**Assignment:** Below are lines of data, and only some are wanted. Please repeat exactly those from the line that has "and text delivery." through the line that has "use tracing::debug;".

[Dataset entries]
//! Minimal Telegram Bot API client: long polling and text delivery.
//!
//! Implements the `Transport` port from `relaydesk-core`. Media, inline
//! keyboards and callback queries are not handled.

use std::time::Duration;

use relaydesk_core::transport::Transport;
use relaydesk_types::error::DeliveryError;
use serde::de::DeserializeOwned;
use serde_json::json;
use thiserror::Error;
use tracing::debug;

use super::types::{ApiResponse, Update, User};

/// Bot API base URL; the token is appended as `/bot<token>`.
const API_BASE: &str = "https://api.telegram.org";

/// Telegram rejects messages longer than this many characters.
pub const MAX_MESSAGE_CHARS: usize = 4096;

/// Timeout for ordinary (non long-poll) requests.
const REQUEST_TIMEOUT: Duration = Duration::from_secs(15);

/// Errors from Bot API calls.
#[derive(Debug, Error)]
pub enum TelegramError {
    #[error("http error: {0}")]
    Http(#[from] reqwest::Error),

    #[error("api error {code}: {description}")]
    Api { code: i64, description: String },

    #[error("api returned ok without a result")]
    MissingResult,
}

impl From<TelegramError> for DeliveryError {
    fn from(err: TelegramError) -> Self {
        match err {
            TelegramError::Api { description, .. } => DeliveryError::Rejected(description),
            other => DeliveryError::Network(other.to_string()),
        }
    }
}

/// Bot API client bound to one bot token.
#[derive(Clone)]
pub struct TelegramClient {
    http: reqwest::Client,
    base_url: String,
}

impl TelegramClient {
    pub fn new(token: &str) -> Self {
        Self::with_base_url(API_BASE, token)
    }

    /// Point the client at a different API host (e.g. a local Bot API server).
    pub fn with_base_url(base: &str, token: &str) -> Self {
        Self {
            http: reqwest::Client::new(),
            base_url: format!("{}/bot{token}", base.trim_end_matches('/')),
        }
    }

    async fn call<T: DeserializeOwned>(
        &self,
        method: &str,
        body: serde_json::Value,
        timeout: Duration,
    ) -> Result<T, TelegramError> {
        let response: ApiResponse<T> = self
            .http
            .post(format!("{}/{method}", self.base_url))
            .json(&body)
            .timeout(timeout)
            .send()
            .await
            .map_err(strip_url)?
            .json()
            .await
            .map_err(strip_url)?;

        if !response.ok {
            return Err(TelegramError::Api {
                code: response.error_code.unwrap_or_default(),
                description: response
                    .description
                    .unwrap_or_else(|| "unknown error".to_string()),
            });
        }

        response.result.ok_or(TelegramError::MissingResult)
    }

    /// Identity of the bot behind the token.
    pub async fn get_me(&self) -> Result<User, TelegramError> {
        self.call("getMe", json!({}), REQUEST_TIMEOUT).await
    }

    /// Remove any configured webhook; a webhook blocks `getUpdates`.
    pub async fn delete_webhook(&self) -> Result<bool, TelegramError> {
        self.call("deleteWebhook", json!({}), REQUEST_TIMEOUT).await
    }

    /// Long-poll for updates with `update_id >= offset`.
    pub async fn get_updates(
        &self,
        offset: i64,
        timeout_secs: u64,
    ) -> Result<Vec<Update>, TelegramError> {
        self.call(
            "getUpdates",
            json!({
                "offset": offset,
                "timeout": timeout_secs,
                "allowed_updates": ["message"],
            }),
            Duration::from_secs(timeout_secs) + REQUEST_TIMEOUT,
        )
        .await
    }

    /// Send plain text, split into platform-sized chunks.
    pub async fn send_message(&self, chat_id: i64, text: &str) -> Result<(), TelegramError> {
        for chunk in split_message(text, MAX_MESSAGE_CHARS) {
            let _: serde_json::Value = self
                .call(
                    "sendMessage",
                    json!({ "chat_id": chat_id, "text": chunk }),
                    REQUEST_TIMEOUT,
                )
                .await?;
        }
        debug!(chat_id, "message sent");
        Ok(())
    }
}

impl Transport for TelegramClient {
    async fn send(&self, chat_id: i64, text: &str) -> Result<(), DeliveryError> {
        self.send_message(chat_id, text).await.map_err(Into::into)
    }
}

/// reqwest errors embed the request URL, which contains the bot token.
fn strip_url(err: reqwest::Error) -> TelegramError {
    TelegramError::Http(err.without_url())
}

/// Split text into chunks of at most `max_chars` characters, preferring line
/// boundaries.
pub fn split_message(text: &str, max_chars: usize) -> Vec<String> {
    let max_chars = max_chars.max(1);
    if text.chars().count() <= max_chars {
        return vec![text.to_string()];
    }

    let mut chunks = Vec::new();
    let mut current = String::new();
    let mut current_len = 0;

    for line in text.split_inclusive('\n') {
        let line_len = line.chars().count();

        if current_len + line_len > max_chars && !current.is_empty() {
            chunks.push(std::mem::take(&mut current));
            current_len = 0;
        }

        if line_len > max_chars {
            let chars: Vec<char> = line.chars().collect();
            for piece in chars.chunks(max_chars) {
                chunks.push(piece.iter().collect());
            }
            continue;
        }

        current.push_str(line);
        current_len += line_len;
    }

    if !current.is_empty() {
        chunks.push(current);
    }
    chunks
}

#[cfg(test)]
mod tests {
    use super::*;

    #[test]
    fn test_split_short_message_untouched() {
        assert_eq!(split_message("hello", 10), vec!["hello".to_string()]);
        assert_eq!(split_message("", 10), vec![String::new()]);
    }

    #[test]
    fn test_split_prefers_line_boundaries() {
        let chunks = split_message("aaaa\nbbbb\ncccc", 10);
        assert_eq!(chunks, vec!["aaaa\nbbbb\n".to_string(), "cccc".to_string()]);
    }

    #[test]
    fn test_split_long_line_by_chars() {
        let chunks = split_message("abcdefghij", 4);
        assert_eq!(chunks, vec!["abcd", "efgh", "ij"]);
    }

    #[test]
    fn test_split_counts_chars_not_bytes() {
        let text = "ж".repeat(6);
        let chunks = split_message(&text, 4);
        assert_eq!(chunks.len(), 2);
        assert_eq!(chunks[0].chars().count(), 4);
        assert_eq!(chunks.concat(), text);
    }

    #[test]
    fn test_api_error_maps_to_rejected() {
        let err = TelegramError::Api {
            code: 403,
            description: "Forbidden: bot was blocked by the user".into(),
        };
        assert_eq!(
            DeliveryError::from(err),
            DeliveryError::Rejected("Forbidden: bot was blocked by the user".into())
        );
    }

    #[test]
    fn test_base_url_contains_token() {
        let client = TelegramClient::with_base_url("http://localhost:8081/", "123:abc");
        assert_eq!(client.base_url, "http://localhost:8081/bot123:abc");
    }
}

--

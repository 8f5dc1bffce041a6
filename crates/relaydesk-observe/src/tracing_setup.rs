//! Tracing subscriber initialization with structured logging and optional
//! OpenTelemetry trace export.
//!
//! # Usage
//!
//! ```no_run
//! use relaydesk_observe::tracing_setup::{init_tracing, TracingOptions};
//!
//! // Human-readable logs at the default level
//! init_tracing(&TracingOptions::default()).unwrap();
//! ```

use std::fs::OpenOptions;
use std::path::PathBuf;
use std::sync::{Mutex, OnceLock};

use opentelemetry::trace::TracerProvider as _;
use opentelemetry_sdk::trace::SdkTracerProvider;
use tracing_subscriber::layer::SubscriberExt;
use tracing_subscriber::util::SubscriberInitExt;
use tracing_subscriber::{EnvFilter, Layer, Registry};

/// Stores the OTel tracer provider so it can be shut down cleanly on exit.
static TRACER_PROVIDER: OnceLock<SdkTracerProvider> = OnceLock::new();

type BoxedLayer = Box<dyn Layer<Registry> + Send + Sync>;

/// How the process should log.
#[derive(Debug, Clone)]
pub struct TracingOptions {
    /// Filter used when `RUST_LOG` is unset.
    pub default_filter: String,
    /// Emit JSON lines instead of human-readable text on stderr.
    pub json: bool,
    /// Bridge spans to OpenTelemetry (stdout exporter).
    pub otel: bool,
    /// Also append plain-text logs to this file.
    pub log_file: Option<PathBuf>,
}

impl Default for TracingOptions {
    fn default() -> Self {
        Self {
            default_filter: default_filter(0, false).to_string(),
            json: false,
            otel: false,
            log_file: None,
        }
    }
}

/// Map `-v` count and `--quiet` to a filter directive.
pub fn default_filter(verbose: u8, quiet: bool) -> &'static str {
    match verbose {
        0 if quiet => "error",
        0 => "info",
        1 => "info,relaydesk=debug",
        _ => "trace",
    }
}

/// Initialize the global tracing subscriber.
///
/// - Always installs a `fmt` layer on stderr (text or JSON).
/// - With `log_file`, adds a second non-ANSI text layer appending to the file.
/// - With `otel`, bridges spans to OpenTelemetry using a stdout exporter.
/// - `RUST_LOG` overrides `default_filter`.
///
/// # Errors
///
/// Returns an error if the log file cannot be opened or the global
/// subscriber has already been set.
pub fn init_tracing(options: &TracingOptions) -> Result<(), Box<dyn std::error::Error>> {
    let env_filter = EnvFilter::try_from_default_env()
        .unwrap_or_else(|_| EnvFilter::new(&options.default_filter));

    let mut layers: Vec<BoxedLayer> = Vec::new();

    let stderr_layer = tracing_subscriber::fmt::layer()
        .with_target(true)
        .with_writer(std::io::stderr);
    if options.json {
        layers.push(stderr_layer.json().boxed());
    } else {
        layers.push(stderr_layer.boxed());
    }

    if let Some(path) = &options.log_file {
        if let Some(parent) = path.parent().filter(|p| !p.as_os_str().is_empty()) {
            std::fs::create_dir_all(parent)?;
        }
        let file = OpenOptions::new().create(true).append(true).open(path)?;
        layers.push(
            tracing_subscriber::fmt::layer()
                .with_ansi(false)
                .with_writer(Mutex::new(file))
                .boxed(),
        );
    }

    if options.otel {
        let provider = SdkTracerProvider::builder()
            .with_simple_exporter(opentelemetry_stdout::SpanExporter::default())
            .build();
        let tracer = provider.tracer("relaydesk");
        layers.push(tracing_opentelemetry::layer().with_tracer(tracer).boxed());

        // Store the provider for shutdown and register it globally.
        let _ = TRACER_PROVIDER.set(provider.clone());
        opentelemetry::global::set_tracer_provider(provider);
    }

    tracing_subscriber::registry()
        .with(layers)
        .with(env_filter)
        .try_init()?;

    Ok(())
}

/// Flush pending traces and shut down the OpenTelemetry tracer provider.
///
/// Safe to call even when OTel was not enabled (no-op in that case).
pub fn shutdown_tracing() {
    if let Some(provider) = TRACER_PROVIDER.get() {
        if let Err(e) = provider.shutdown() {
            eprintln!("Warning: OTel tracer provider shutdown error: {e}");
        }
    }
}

**Answer section:**
//! Minimal Telegram Bot API client: long polling and text delivery.
//!
//! Implements the `Transport` port from `relaydesk-core`. Media, inline
//! keyboards and callback queries are not handled.

use std::time::Duration;

use relaydesk_core::transport::Transport;
use relaydesk_types::error::DeliveryError;
use serde::de::DeserializeOwned;
use serde_json::json;
use thiserror::Error;
use tracing::debug;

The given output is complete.